Autumn has arrived! The silver birch scatters its copper coins on the damp earth below, a light covering over the remnants of summer stalks. One of my favourite sights this time of year is of golden leaves falling silently through the sky, signifying a time for renewal. And just as the trees cast off their dead leaves, it feels right to be leaving behind some of what has been gathered over the past year or so and prepare for some restoration. Snuggled up on my sofa, a blanket keeping off the creeping chill, I am contemplating what I should write on the first page of one of my brand new Moleskine cahier notebooks. Encouraged by a fair few innovative ideas that I have come across just lately, I aspire to start a daily creative journal.
On my way back from the stationers this Saturday morning, I bumped into fellow writer and music editor for The Beestonian Lulu Davenport. She mentioned that she was thinking about getting her ‘art stuff’ out again and getting creative and I felt all the thoughts I had drifting in my brain suddenly assemble themselves into a row of comprehensive ideas. Always thinking of new incentives to get involved with and help kick start others, I started to revisit past projects and put together a plan for some of the autumn sessions to share with Claire, who has kindly offered to lead the sessions for the forseeable future, which is amazing! It’s really rewarding to know that one of the original members of the group will be helping to carry things forward.
So…where did all this idea-forming lead, I hear you ask? Well, it struck me that if I was thinking about creating a journal of creativity based on what I have seen others doing, then it might be something we could start to do as a group. The concept of documenting creative thought processes has always appealed to me, and it something that I have done in the past – particularly when working with new ideas. When I first realised that my sewing hobby could be grown into a little business I kept a record of the materials used, time taken to make each item and used that to help me to price them, as well as sketches and ideas for how to develop the range of bags and purses I had started to make and sell at craft markets.
When I saw this image in my Instagram feed, I recognised it as something similar to what I would like to create. Lou Tonkin is an artist printmaker that I follow on Instagram as I love her sensitive approach and the highly detailed work she produces. I also adore her sketch books. I used to keep a small sketch book when I studied art at college, it was full of observational pencil drawings of people mostly. I found the process incredibly absorbing and particularly enjoyed trying to capture the ‘bus’ people on the page as I travelled back and forth to and from college. Journals can be used for all kinds of purposes, I started populating a self-care scrapbook with musings and images that pleased me and this has now become the place I keep special notes and memories.

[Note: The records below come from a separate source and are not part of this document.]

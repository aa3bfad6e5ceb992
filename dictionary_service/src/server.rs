//! HTTP server exposing the dictionary as a small REST API.

use axum::{
    body::Bytes,
    extract::{Query, State},
    http::StatusCode,
    middleware,
    response::Json,
    routing::{any, delete, get, post, put},
    Router,
};
use serde::{Deserialize, Serialize};
use std::path::{Path, PathBuf};
use std::sync::Arc;
use std::time::Duration;
use tokio::net::TcpListener;
use tokio_util::{sync::CancellationToken, task::TaskTracker};
use tower::ServiceBuilder;
use tower_http::trace::TraceLayer;
use tracing::{error, info, instrument, trace, warn};

use crate::{
    connection::{self, ServeOptions},
    dictionary::{Dictionary, Entry},
    error::{DictionaryError, ServerError},
    middleware::{
        create_cors_layer, create_timeout_layer, preflight_middleware, reject_head,
        request_logging_middleware,
    },
    settings::Settings,
    shutdown,
};

/// Text served on `/` and on any unknown path.
pub const WELCOME: &str = "Dictionary API\n\n\
Available routes:\n\
- POST   /add\n\
- PUT    /update\n\
- DELETE /remove\n\
- DELETE /removeall\n\
- GET    /list\n\
- GET    /search\n\
- GET    /count\n\
- GET    /health\n";

/// Application state shared across HTTP handlers
#[derive(Clone)]
pub struct AppState {
    pub dictionary: Arc<Dictionary>,
}

#[derive(Debug, Serialize, Deserialize)]
pub struct MessageResponse {
    pub message: String,
}

impl MessageResponse {
    fn json(message: impl Into<String>) -> Json<Self> {
        Json(Self {
            message: message.into(),
        })
    }
}

#[derive(Debug, Serialize, Deserialize)]
pub struct CountResponse {
    pub total_mots: usize,
}

#[derive(Debug, Serialize, Deserialize)]
pub struct HealthResponse {
    pub status: String,
}

#[derive(Debug, Deserialize)]
struct RemoveParams {
    #[serde(default)]
    mot: String,
}

#[derive(Debug, Deserialize)]
struct SearchParams {
    #[serde(default)]
    query: String,
}

/// Create the HTTP router with all endpoints and middleware.
///
/// Each path accepts exactly one method; other methods get 405 from the
/// method router. `get` routes would also answer `HEAD`, so those are
/// guarded separately. Unknown paths fall back to the welcome text.
pub fn create_router(dictionary: Arc<Dictionary>, settings: &Settings) -> Router {
    let state = AppState { dictionary };

    Router::new()
        .route("/list", get(list_words))
        .route("/search", get(search_words))
        .route("/count", get(count_words))
        .route("/health", get(health_check))
        .route_layer(middleware::from_fn(reject_head))
        .route("/", any(home))
        .route("/add", post(add_word))
        .route("/update", put(update_word))
        .route("/remove", delete(remove_word))
        .route("/removeall", delete(remove_all_words))
        .fallback(home)
        .with_state(state)
        // Outermost first: CORS sees every request, logging runs just before
        // dispatch.
        .layer(
            ServiceBuilder::new()
                .layer(create_cors_layer(&settings.cors))
                .layer(middleware::from_fn(preflight_middleware))
                .layer(TraceLayer::new_for_http())
                .layer(create_timeout_layer(settings.server.request_timeout()))
                .layer(middleware::from_fn(request_logging_middleware)),
        )
}

async fn home() -> &'static str {
    WELCOME
}

/// Decode an entry from the raw body. The `Content-Type` header is not
/// consulted.
fn decode_entry(body: &[u8]) -> Result<Entry, DictionaryError> {
    serde_json::from_slice(body)
        .map_err(|e| DictionaryError::InvalidInput(format!("invalid JSON body: {}", e)))
}

#[instrument(skip_all)]
async fn add_word(
    State(state): State<AppState>,
    body: Bytes,
) -> Result<(StatusCode, Json<MessageResponse>), DictionaryError> {
    let entry = decode_entry(&body)?;
    let word = entry.word.clone();
    state.dictionary.add(entry.word, entry.definition)?;

    info!(%word, "word added");
    Ok((StatusCode::CREATED, MessageResponse::json("word added")))
}

#[instrument(skip_all)]
async fn update_word(
    State(state): State<AppState>,
    body: Bytes,
) -> Result<Json<MessageResponse>, DictionaryError> {
    let entry = decode_entry(&body)?;
    let word = entry.word.clone();
    state.dictionary.update(entry.word, entry.definition)?;

    info!(%word, "word updated");
    Ok(MessageResponse::json("word updated"))
}

#[instrument(skip(state))]
async fn remove_word(
    State(state): State<AppState>,
    Query(params): Query<RemoveParams>,
) -> Result<Json<MessageResponse>, DictionaryError> {
    state.dictionary.remove(&params.mot)?;

    info!(word = %params.mot, "word removed");
    Ok(MessageResponse::json("word removed"))
}

#[instrument(skip(state))]
async fn remove_all_words(State(state): State<AppState>) -> Json<MessageResponse> {
    state.dictionary.remove_all();

    warn!("all words removed");
    MessageResponse::json("all words removed")
}

async fn list_words(State(state): State<AppState>) -> Json<Vec<Entry>> {
    Json(state.dictionary.list())
}

#[instrument(skip(state))]
async fn search_words(
    State(state): State<AppState>,
    Query(params): Query<SearchParams>,
) -> Result<Json<Vec<Entry>>, DictionaryError> {
    Ok(Json(state.dictionary.search(&params.query)?))
}

async fn count_words(State(state): State<AppState>) -> Json<CountResponse> {
    Json(CountResponse {
        total_mots: state.dictionary.count(),
    })
}

async fn health_check() -> Json<HealthResponse> {
    Json(HealthResponse {
        status: "ok".to_string(),
    })
}

/// Serve `app` on `listener` until `shutdown` is cancelled, then drain
/// in-flight requests for at most `options.drain_timeout`.
///
/// Every connection is bounded by `options.read_timeout` for request headers
/// and closed after `options.idle_timeout` without a request. Returns
/// [`ServerError::ShutdownTimeout`] when the drain overruns.
pub async fn run(
    listener: TcpListener,
    app: Router,
    shutdown: CancellationToken,
    options: ServeOptions,
) -> Result<(), ServerError> {
    let builder = connection::http1_builder(&options);
    let connections = TaskTracker::new();

    loop {
        let (stream, peer) = tokio::select! {
            accepted = listener.accept() => match accepted {
                Ok(accepted) => accepted,
                Err(e) => {
                    error!("Failed to accept connection: {}", e);
                    tokio::time::sleep(Duration::from_secs(1)).await;
                    continue;
                }
            },
            _ = shutdown.cancelled() => break,
        };

        trace!(%peer, "connection accepted");
        connections.spawn(connection::serve_connection(
            builder.clone(),
            stream,
            app.clone(),
            options,
            shutdown.clone(),
        ));
    }

    drop(listener);
    connections.close();

    info!(timeout = ?options.drain_timeout, "draining in-flight requests");
    match tokio::time::timeout(options.drain_timeout, connections.wait()).await {
        Ok(()) => {
            info!("Server stopped cleanly");
            Ok(())
        }
        Err(_) => {
            error!("Shutdown did not complete within {:?}", options.drain_timeout);
            Err(ServerError::ShutdownTimeout(options.drain_timeout))
        }
    }
}

/// Fill `dictionary` from `path` if the file can be read.
///
/// A missing or malformed file is logged and leaves the store empty.
pub async fn load_initial(dictionary: &Arc<Dictionary>, path: &Path) {
    let store = Arc::clone(dictionary);
    let target = path.to_path_buf();
    match tokio::task::spawn_blocking(move || store.load_from_file(&target)).await {
        Ok(Ok(count)) => info!(count, path = %path.display(), "dictionary loaded"),
        Ok(Err(e)) => warn!("No saved dictionary loaded, starting empty: {}", e),
        Err(e) => warn!("Dictionary load task failed, starting empty: {}", e),
    }
}

/// Create the store, load it from the configured data file and build the
/// router around it.
pub async fn build(settings: &Settings) -> (Arc<Dictionary>, Router) {
    let dictionary = Arc::new(Dictionary::new());
    load_initial(&dictionary, &settings.storage.data_file).await;
    let app = create_router(Arc::clone(&dictionary), settings);
    (dictionary, app)
}

/// Load the dictionary, start the HTTP server and wait for a shutdown signal.
pub async fn serve(settings: &Settings) -> Result<(), ServerError> {
    let (dictionary, app) = build(settings).await;
    let data_file: PathBuf = settings.storage.data_file.clone();

    let addr = settings.server.addr();
    let listener = TcpListener::bind(&addr)
        .await
        .map_err(|source| ServerError::Bind {
            addr: addr.clone(),
            source,
        })?;
    info!("Dictionary server listening on http://{}", listener.local_addr()?);

    let token = CancellationToken::new();
    tokio::spawn(shutdown::save_then_cancel(
        shutdown::wait_for_signal(),
        dictionary,
        data_file,
        token.clone(),
    ));

    run(listener, app, token, ServeOptions::from(&settings.server)).await
}
//! Interactive terminal interface over the ledger

pub mod app;
pub mod components;
pub mod events;
mod terminal_guard;

pub use app::App;
pub use events::{InputMode, StatusKind, StatusMessage};
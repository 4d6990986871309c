//! SQLite database management

use rusqlite::Connection;
use std::path::PathBuf;
use std::sync::{Arc, Mutex};
use thiserror::Error;

use super::migrations;

#[derive(Error, Debug)]
pub enum DatabaseError {
    #[error("SQLite error: {0}")]
    Sqlite(#[from] rusqlite::Error),
    #[error("Failed to create data directory: {0}")]
    CreateDir(std::io::Error),
    #[error("Lock poisoned")]
    LockPoisoned,
}

/// Database connection wrapper
#[derive(Clone)]
pub struct Database {
    conn: Arc<Mutex<Connection>>,
    /// Path to the database file
    pub path: PathBuf,
}

impl Database {
    /// Open or create a database at the specified path
    pub fn open(path: PathBuf) -> Result<Self, DatabaseError> {
        if let Some(parent) = path.parent() {
            std::fs::create_dir_all(parent).map_err(DatabaseError::CreateDir)?;
        }

        let mut conn = Connection::open(&path)?;
        migrations::run_migrations(&mut conn)?;

        tracing::debug!(path = %path.display(), "Opened ledger database");

        Ok(Self {
            conn: Arc::new(Mutex::new(conn)),
            path,
        })
    }

    /// Execute a closure with the connection
    pub fn with_connection<F, T>(&self, f: F) -> Result<T, DatabaseError>
    where
        F: FnOnce(&Connection) -> rusqlite::Result<T>,
    {
        let conn = self.conn.lock().map_err(|_| DatabaseError::LockPoisoned)?;
        f(&conn).map_err(DatabaseError::Sqlite)
    }
}

impl std::fmt::Debug for Database {
    fn fmt(&self, f: &mut std::fmt::Formatter<'_>) -> std::fmt::Result {
        f.debug_struct("Database")
            .field("path", &self.path)
            .finish()
    }
}
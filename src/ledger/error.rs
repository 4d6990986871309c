use thiserror::Error;

use crate::data::StorageError;

/// Errors returned by ledger operations.
///
/// Every variant except `Storage` is raised before anything is changed.
#[derive(Error, Debug)]
pub enum LedgerError {
    #[error("Enter a valid amount greater than 0 (got '{input}')")]
    InvalidAmount { input: String },
    #[error("Name '{name}' is already used or invalid")]
    DuplicateOrInvalidName { name: String },
    #[error("No member named '{name}'")]
    MemberNotFound { name: String },
    #[error("No member selected")]
    NoSelection,
    #[error("Failed to save ledger: {0}")]
    Storage(#[from] StorageError),
}

impl LedgerError {
    /// True for errors caused by user input rather than the backend
    pub fn is_user_error(&self) -> bool {
        !matches!(self, LedgerError::Storage(_))
    }
}
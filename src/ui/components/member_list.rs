//! Member selector showing each balance

use ratatui::{
    buffer::Buffer,
    layout::Rect,
    style::{Color, Modifier, Style},
    text::{Line, Span},
    widgets::{Block, Borders, List, ListItem, ListState, StatefulWidget, Widget},
};
use unicode_width::UnicodeWidthStr;

use crate::ledger::{format_money, Member};

pub struct MemberList<'a> {
    members: &'a [Member],
    selected: Option<&'a str>,
    currency: &'a str,
}

impl<'a> MemberList<'a> {
    pub fn new(members: &'a [Member], selected: Option<&'a str>, currency: &'a str) -> Self {
        Self {
            members,
            selected,
            currency,
        }
    }

    fn row(&self, member: &Member, width: usize) -> ListItem<'static> {
        let balance = format_money(self.currency, member.savings);
        // Right-align the balance; names may contain wide characters
        let used = member.name.width() + balance.width();
        let gap = width.saturating_sub(used).max(1);
        ListItem::new(Line::from(vec![
            Span::raw(member.name.clone()),
            Span::raw(" ".repeat(gap)),
            Span::styled(balance, Style::default().fg(Color::Green)),
        ]))
    }
}

impl Widget for MemberList<'_> {
    fn render(self, area: Rect, buf: &mut Buffer) {
        let block = Block::default()
            .title(" Members ")
            .borders(Borders::ALL)
            .border_style(Style::default().fg(Color::DarkGray));

        if self.members.is_empty() {
            let inner = block.inner(area);
            block.render(area, buf);
            Line::styled("No members yet", Style::default().fg(Color::DarkGray))
                .render(inner, buf);
            return;
        }

        // Inner width minus borders and the highlight symbol
        let row_width = area.width.saturating_sub(4) as usize;
        let items: Vec<ListItem> = self
            .members
            .iter()
            .map(|m| self.row(m, row_width))
            .collect();

        let mut state = ListState::default();
        state.select(
            self.selected
                .and_then(|name| self.members.iter().position(|m| m.name == name)),
        );

        let list = List::new(items)
            .block(block)
            .highlight_symbol("> ")
            .highlight_style(Style::default().add_modifier(Modifier::BOLD));
        StatefulWidget::render(list, area, buf, &mut state);
    }
}
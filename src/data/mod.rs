//! Data persistence layer for Kitty
//!
//! The ledger is stored as one JSON document under a fixed key in a
//! key-value backend: the SQLite `app_state` table by default, or a
//! directory of JSON files.

mod app_state;
mod backend;
mod database;
mod migrations;

pub use app_state::AppStateStore;
pub use backend::{
    open_backend, BackendKind, JsonFileBackend, MemoryBackend, SqliteBackend, StateBackend,
    StorageError,
};
pub use database::{Database, DatabaseError};
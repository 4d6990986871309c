//! Ledger persistence across reloads for every backend

use std::fs;

use kitty::data::{JsonFileBackend, MemoryBackend, SqliteBackend};
use kitty::{open_backend, BackendKind, Database, Member, StateBackend, Transaction};
use tempfile::tempdir;

use super::common::fixtures::{ledger_on, FIXED_TIMESTAMP};

fn run_scenario(backend: Box<dyn StateBackend>) -> Vec<Member> {
    let mut ledger = ledger_on(backend);
    ledger.deposit("Ali", "500").unwrap();
    ledger.deposit("Citra", "0.1").unwrap();
    ledger.deposit("Citra", "0.2").unwrap();
    ledger.add_member("Dedi").unwrap();
    ledger.remove_member("Budi").unwrap();
    ledger.members().to_vec()
}

#[test]
fn test_sqlite_ledger_survives_reopen() {
    let dir = tempdir().unwrap();
    let db_path = dir.path().join("kitty.db");

    let expected = run_scenario(Box::new(SqliteBackend::new(
        Database::open(db_path.clone()).unwrap(),
    )));

    let reloaded = ledger_on(Box::new(SqliteBackend::new(
        Database::open(db_path.clone()).unwrap(),
    )));
    assert_eq!(reloaded.members(), expected.as_slice());
    assert_eq!(
        reloaded.total_savings(),
        expected.iter().map(|m| m.savings).sum::<f64>()
    );
}

#[test]
fn test_json_ledger_survives_reopen() {
    let dir = tempdir().unwrap();
    let state_dir = dir.path().join("state");

    let expected = run_scenario(Box::new(JsonFileBackend::new(state_dir.clone())));
    let reloaded = ledger_on(Box::new(JsonFileBackend::new(state_dir)));

    assert_eq!(reloaded.members(), expected.as_slice());
    let citra = reloaded.member("Citra").unwrap();
    assert_eq!(citra.transactions.len(), 2);
    assert_eq!(citra.transactions[0].timestamp(), FIXED_TIMESTAMP);
}

#[test]
fn test_open_backend_selects_storage() {
    let dir = tempdir().unwrap();

    let sqlite = open_backend(BackendKind::Sqlite, dir.path()).unwrap();
    assert_eq!(sqlite.name(), "sqlite");
    assert!(dir.path().join("kitty.db").exists());

    let json = open_backend(BackendKind::Json, dir.path()).unwrap();
    assert_eq!(json.name(), "json");

    let mut ledger = ledger_on(json);
    ledger.reset_all().unwrap();
    assert!(dir.path().join("state").join("users.json").exists());
}

#[test]
fn test_corrupt_file_falls_back_to_seed_without_overwriting() {
    let dir = tempdir().unwrap();
    let state_dir = dir.path().join("state");
    fs::create_dir_all(&state_dir).unwrap();
    let file = state_dir.join("users.json");
    fs::write(&file, "{ not json").unwrap();

    let ledger = ledger_on(Box::new(JsonFileBackend::new(state_dir)));
    let names: Vec<_> = ledger.members().iter().map(|m| m.name.as_str()).collect();
    assert_eq!(names, ["Ali", "Budi", "Citra"]);
    assert_eq!(ledger.total_savings(), 0.0);

    assert_eq!(fs::read_to_string(&file).unwrap(), "{ not json");
}

#[test]
fn test_invalid_records_fall_back_to_seed() {
    let duplicate_names = r#"[
        {"name":"Ali","savings":0,"transactions":[]},
        {"name":"Ali","savings":5,"transactions":[]}
    ]"#;
    let ledger = ledger_on(Box::new(MemoryBackend::with_entry("users", duplicate_names)));
    assert_eq!(ledger.members().len(), 3);
    assert_eq!(ledger.total_savings(), 0.0);
}

#[test]
fn test_reads_existing_snapshot_format() {
    let snapshot = r#"[
        {"name":"Ali","savings":1500,"transactions":[
            {"type":"deposit","amount":1000,"date":"2023-12-30 10:00:00"},
            {"type":"reset","date":"2023-12-31 10:00:00"},
            {"type":"deposit","amount":1500,"date":"2024-01-01 08:00:00"}
        ]},
        {"name":"Rina","savings":0}
    ]"#;
    let backend = MemoryBackend::with_entry("users", snapshot);
    let mut ledger = ledger_on(Box::new(backend.clone()));

    let ali = ledger.member("Ali").unwrap();
    assert_eq!(ali.savings, 1500.0);
    assert!(ali.transactions[1].is_reset());
    assert_eq!(ledger.member("Rina").unwrap().transactions, Vec::<Transaction>::new());
    assert_eq!(ledger.selected(), Some("Ali"));

    ledger.deposit("Rina", "250").unwrap();
    let reloaded = ledger_on(Box::new(backend));
    assert_eq!(reloaded.member("Rina").unwrap().savings, 250.0);
    assert_eq!(reloaded.member("Ali").unwrap().transactions.len(), 3);
}

#[test]
fn test_empty_collection_is_kept_on_reload() {
    let backend = MemoryBackend::new();
    let mut ledger = ledger_on(Box::new(backend.clone()));
    for name in ["Ali", "Budi", "Citra"] {
        ledger.remove_member(name).unwrap();
    }

    let reloaded = ledger_on(Box::new(backend));
    assert!(reloaded.is_empty());
    assert_eq!(reloaded.selected(), None);
}
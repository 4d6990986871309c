//! Group savings ledger
//!
//! - `models`: member records and transaction history
//! - `store`: the `Ledger` owning the members, its mutation rules and persistence
//! - `format`: the shared timestamp, amount and history formatting
//! - `clock`: injectable time source for timestamps

mod clock;
mod error;
pub mod format;
mod models;
mod store;

pub use clock::{Clock, FixedClock, SystemClock};
pub use error::LedgerError;
pub use format::{describe_transaction, format_amount, format_money, format_timestamp};
pub use models::{seed_members, validate_members, Member, Transaction, DEFAULT_SEED};
pub use store::{parse_amount, Ledger, LedgerSettings, DEFAULT_STORAGE_KEY};
//! Ledger and binary fixtures

use std::path::Path;

use assert_cmd::Command;
use chrono::{Local, TimeZone};
use kitty::data::MemoryBackend;
use kitty::ledger::FixedClock;
use kitty::{Ledger, LedgerSettings, StateBackend};

/// Timestamp every fixture transaction is recorded at
pub const FIXED_TIMESTAMP: &str = "2024-01-01 09:30:00";

pub fn fixed_clock() -> FixedClock {
    FixedClock::new(Local.with_ymd_and_hms(2024, 1, 1, 9, 30, 0).unwrap())
}

/// Ledger over `backend` with default settings and the fixed clock
pub fn ledger_on(backend: Box<dyn StateBackend>) -> Ledger {
    Ledger::load_with_clock(backend, LedgerSettings::default(), Box::new(fixed_clock()))
}

/// Seeded ledger held in memory
pub fn memory_ledger() -> Ledger {
    ledger_on(Box::new(MemoryBackend::new()))
}

/// The `kitty` binary pointed at `data_dir`
pub fn kitty(data_dir: &Path) -> Command {
    let mut cmd = Command::cargo_bin("kitty").expect("kitty binary should be built");
    cmd.arg("--data-dir").arg(data_dir).env_remove("RUST_LOG");
    cmd
}
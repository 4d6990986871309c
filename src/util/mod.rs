//! Utility modules

pub mod paths;

pub use paths::{
    config_path, data_dir, init_data_dir, log_file_path, logs_dir, DATABASE_FILE,
};
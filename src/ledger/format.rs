//! Human-readable rendering of timestamps, amounts and history entries

use chrono::{DateTime, Local};

use super::models::Transaction;

/// The one timestamp format used for every transaction
pub const TIMESTAMP_FORMAT: &str = "%Y-%m-%d %H:%M:%S";

pub fn format_timestamp(at: &DateTime<Local>) -> String {
    at.format(TIMESTAMP_FORMAT).to_string()
}

/// Format an amount with `.` thousands groups and up to two `,` decimals.
///
/// `1500` becomes `1.500`, `1234.5` becomes `1.234,5`.
pub fn format_amount(amount: f64) -> String {
    let negative = amount < 0.0;
    let cents = (amount.abs() * 100.0).round() as u64;
    let whole = (cents / 100).to_string();
    let fraction = cents % 100;

    let mut grouped = String::with_capacity(whole.len() + whole.len() / 3);
    for (i, ch) in whole.chars().enumerate() {
        if i > 0 && (whole.len() - i) % 3 == 0 {
            grouped.push('.');
        }
        grouped.push(ch);
    }

    let mut out = String::new();
    if negative && cents > 0 {
        out.push('-');
    }
    out.push_str(&grouped);
    if fraction > 0 {
        let digits = format!("{fraction:02}");
        out.push(',');
        out.push_str(digits.trim_end_matches('0'));
    }
    out
}

pub fn format_money(currency: &str, amount: f64) -> String {
    format!("{currency}{}", format_amount(amount))
}

/// One-line description of a history entry
pub fn describe_transaction(currency: &str, transaction: &Transaction) -> String {
    match transaction {
        Transaction::Deposit { amount, timestamp } => {
            format!("+ Deposit: {} ({timestamp})", format_money(currency, *amount))
        }
        Transaction::Reset { timestamp } => format!("Reset balance ({timestamp})"),
    }
}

And whilst the scrapbook is an ongoing reflective tool I find useful to remind myself of the positives, I feel the need to start something that helps me harness the constant stream of powerful thoughts and emotions that populate my busy brain. I have always enjoyed the physical act of picking up a pen and writing and will continue to be one of those people who likes to see a page of my own handwriting, maybe interspersed with a sketch or some origami. I feel this way about hand stitching too, both forms are unique and can never be exactly replicated by anyone else – they are your marks to make. And so I felt that keeping our own ‘journals’ as a collective project might be a fitting way to embrace autumn and ready ourselves for wintering.
I aim to set aside at least twenty minutes each day to spend with my journal. I am not pressuring myself to achieve anything in particular, I might write down a phrase I like, sketch the plant on the mantelpiece and describe its glossy leaves in just a few sentences. I might well be compelled to pour out an emotional response to an event in the news or something that happened that day that took time to process. It will be interesting to see how I fill the pages over time and whether I want to share them or keep them to myself. Let’s just see what the new season brings, shall we?
“Autumn is a second spring when every leaf is a flower.”